* EXERCISE GOAL
The answer should contain every entry below, copied exactly.

- Opening Delimiter -

//! Legitimate-call classification.
//!
//! Unlike the emergency sets, legitimacy indicators combine: a delivery
//! driver who opens with "hey, it's dan" scores on both the conversational
//! and delivery sets. The verdict is positive once the summed (per-set
//! capped) score clears the threshold; the reported reason is the
//! highest-priority set that matched, so a pharmacy call reads as "medical"
//! even when it also sounds conversational.

use crate::classify::keywords::{self, KeywordSet};
use crate::classify::ClassificationEvidence;

/// Combined score needed before a call counts as legitimate.
const LEGITIMACY_THRESHOLD: f64 = 0.4;

pub struct LegitimacyClassifier {
    sets: Vec<KeywordSet>,
}

impl Default for LegitimacyClassifier {
    fn default() -> Self {
        Self::new()
    }
}

impl LegitimacyClassifier {
    pub fn new() -> Self {
        Self {
            sets: keywords::legitimacy_sets(),
        }
    }

    /// Replaces the built-in tables. Set order is reason priority.
    pub fn with_sets(sets: Vec<KeywordSet>) -> Self {
        Self { sets }
    }

    pub fn classify(&self, transcript: &str) -> Option<ClassificationEvidence> {
        let text = transcript.to_lowercase();
        let mut total = 0.0;
        let mut reason = None;
        let mut matched_terms = Vec::new();
        for set in &self.sets {
            let matched = set.matches(&text);
            if matched.is_empty() {
                continue;
            }
            total += set.score(matched.len());
            if reason.is_none() {
                reason = Some(set.name);
            }
            matched_terms.extend(matched);
        }
        if total < LEGITIMACY_THRESHOLD {
            return None;
        }
        Some(
            ClassificationEvidence::new(total.min(1.0))
                .with_reason(reason?)
                .with_terms(matched_terms),
        )
    }
}

#[cfg(test)]
mod tests {
    use approx::assert_relative_eq;

    use super::*;

    #[test]
    fn a_lone_conversational_opener_is_not_enough() {
        let classifier = LegitimacyClassifier::new();
        assert!(classifier.classify("hi, this is someone you don't know").is_none());
    }

    #[test]
    fn school_call_clears_the_threshold_on_its_own() {
        let classifier = LegitimacyClassifier::new();
        let evidence = classifier
            .classify("this is the school calling about your child")
            .expect("school terms should classify");
        assert_eq!(evidence.reason.as_deref(), Some("school"));
        assert_relative_eq!(evidence.confidence, 0.6);
    }

    #[test]
    fn sets_combine_across_categories() {
        let classifier = LegitimacyClassifier::new();
        let evidence = classifier
            .classify("hi, this is alex, following up on the invoice for the project")
            .expect("work plus conversational should classify");
        // Three work matches cap at 0.4; the conversational opener adds 0.2.
        assert_eq!(evidence.reason.as_deref(), Some("work"));
        assert_relative_eq!(evidence.confidence, 0.6);
    }

    #[test]
    fn medical_reason_outranks_conversational() {
        let classifier = LegitimacyClassifier::new();
        let evidence = classifier
            .classify("hi, this is the pharmacy, your prescription is ready for pickup")
            .expect("should classify");
        assert_eq!(evidence.reason.as_deref(), Some("medical"));
        assert!(evidence.matched_terms.contains(&"pharmacy".to_string()));
        assert!(evidence.matched_terms.contains(&"hi, this is".to_string()));
    }

    #[test]
    fn delivery_terms_compound_but_cap_per_set() {
        let classifier = LegitimacyClassifier::new();
        let evidence = classifier
            .classify("hey, it's dan, your package is out for delivery, see you at the front door")
            .expect("delivery terms should classify");
        assert_eq!(evidence.reason.as_deref(), Some("delivery"));
        // Four delivery matches would be 1.0 uncapped; the set cap holds them
        // at 0.5 before the conversational 0.2 is added.
        assert_relative_eq!(evidence.confidence, 0.7);
    }

    #[test]
    fn combined_confidence_never_exceeds_one() {
        let classifier = LegitimacyClassifier::new();
        let evidence = classifier
            .classify(
                "this is the clinic about your appointment and test results, \
                 the school principal also called about your child, \
                 and a package delivery needs a signature",
            )
            .expect("should classify");
        assert!(evidence.confidence <= 1.0);
        assert_relative_eq!(evidence.confidence, 1.0);
    }
}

- Closing Delimiter -

* ANSWER BOX
//! Legitimate-call classification.
//!
//! Unlike the emergency sets, legitimacy indicators combine: a delivery
//! driver who opens with "hey, it's dan" scores on both the conversational
//! and delivery sets. The verdict is positive once the summed (per-set
//! capped) score clears the threshold; the reported reason is the
//! highest-priority set that matched, so a pharmacy call reads as "medical"
//! even when it also sounds conversational.

use crate::classify::keywords::{self, KeywordSet};
use crate::classify::ClassificationEvidence;

/// Combined score needed before a call counts as legitimate.
const LEGITIMACY_THRESHOLD: f64 = 0.4;

pub struct LegitimacyClassifier {
    sets: Vec<KeywordSet>,
}

impl Default for LegitimacyClassifier {
    fn default() -> Self {
        Self::new()
    }
}

impl LegitimacyClassifier {
    pub fn new() -> Self {
        Self {
            sets: keywords::legitimacy_sets(),
        }
    }

    /// Replaces the built-in tables. Set order is reason priority.
    pub fn with_sets(sets: Vec<KeywordSet>) -> Self {
        Self { sets }
    }

    pub fn classify(&self, transcript: &str) -> Option<ClassificationEvidence> {
        let text = transcript.to_lowercase();
        let mut total = 0.0;
        let mut reason = None;
        let mut matched_terms = Vec::new();
        for set in &self.sets {
            let matched = set.matches(&text);
            if matched.is_empty() {
                continue;
            }
            total += set.score(matched.len());
            if reason.is_none() {
                reason = Some(set.name);
            }
            matched_terms.extend(matched);
        }
        if total < LEGITIMACY_THRESHOLD {
            return None;
        }
        Some(
            ClassificationEvidence::new(total.min(1.0))
                .with_reason(reason?)
                .with_terms(matched_terms),
        )
    }
}

#[cfg(test)]
mod tests {
    use approx::assert_relative_eq;

    use super::*;

    #[test]
    fn a_lone_conversational_opener_is_not_enough() {
        let classifier = LegitimacyClassifier::new();
        assert!(classifier.classify("hi, this is someone you don't know").is_none());
    }

    #[test]
    fn school_call_clears_the_threshold_on_its_own() {
        let classifier = LegitimacyClassifier::new();
        let evidence = classifier
            .classify("this is the school calling about your child")
            .expect("school terms should classify");
        assert_eq!(evidence.reason.as_deref(), Some("school"));
        assert_relative_eq!(evidence.confidence, 0.6);
    }

    #[test]
    fn sets_combine_across_categories() {
        let classifier = LegitimacyClassifier::new();
        let evidence = classifier
            .classify("hi, this is alex, following up on the invoice for the project")
            .expect("work plus conversational should classify");
        // Three work matches cap at 0.4; the conversational opener adds 0.2.
        assert_eq!(evidence.reason.as_deref(), Some("work"));
        assert_relative_eq!(evidence.confidence, 0.6);
    }

    #[test]
    fn medical_reason_outranks_conversational() {
        let classifier = LegitimacyClassifier::new();
        let evidence = classifier
            .classify("hi, this is the pharmacy, your prescription is ready for pickup")
            .expect("should classify");
        assert_eq!(evidence.reason.as_deref(), Some("medical"));
        assert!(evidence.matched_terms.contains(&"pharmacy".to_string()));
        assert!(evidence.matched_terms.contains(&"hi, this is".to_string()));
    }

    #[test]
    fn delivery_terms_compound_but_cap_per_set() {
        let classifier = LegitimacyClassifier::new();
        let evidence = classifier
            .classify("hey, it's dan, your package is out for delivery, see you at the front door")
            .expect("delivery terms should classify");
        assert_eq!(evidence.reason.as_deref(), Some("delivery"));
        // Four delivery matches would be 1.0 uncapped; the set cap holds them
        // at 0.5 before the conversational 0.2 is added.
        assert_relative_eq!(evidence.confidence, 0.7);
    }

    #[test]
    fn combined_confidence_never_exceeds_one() {
        let classifier = LegitimacyClassifier::new();
        let evidence = classifier
            .classify(
                "this is the clinic about your appointment and test results, \
                 the school principal also called about your child, \
                 and a package delivery needs a signature",
            )
            .expect("should classify");
        assert!(evidence.confidence <= 1.0);
        assert_relative_eq!(evidence.confidence, 1.0);
    }
}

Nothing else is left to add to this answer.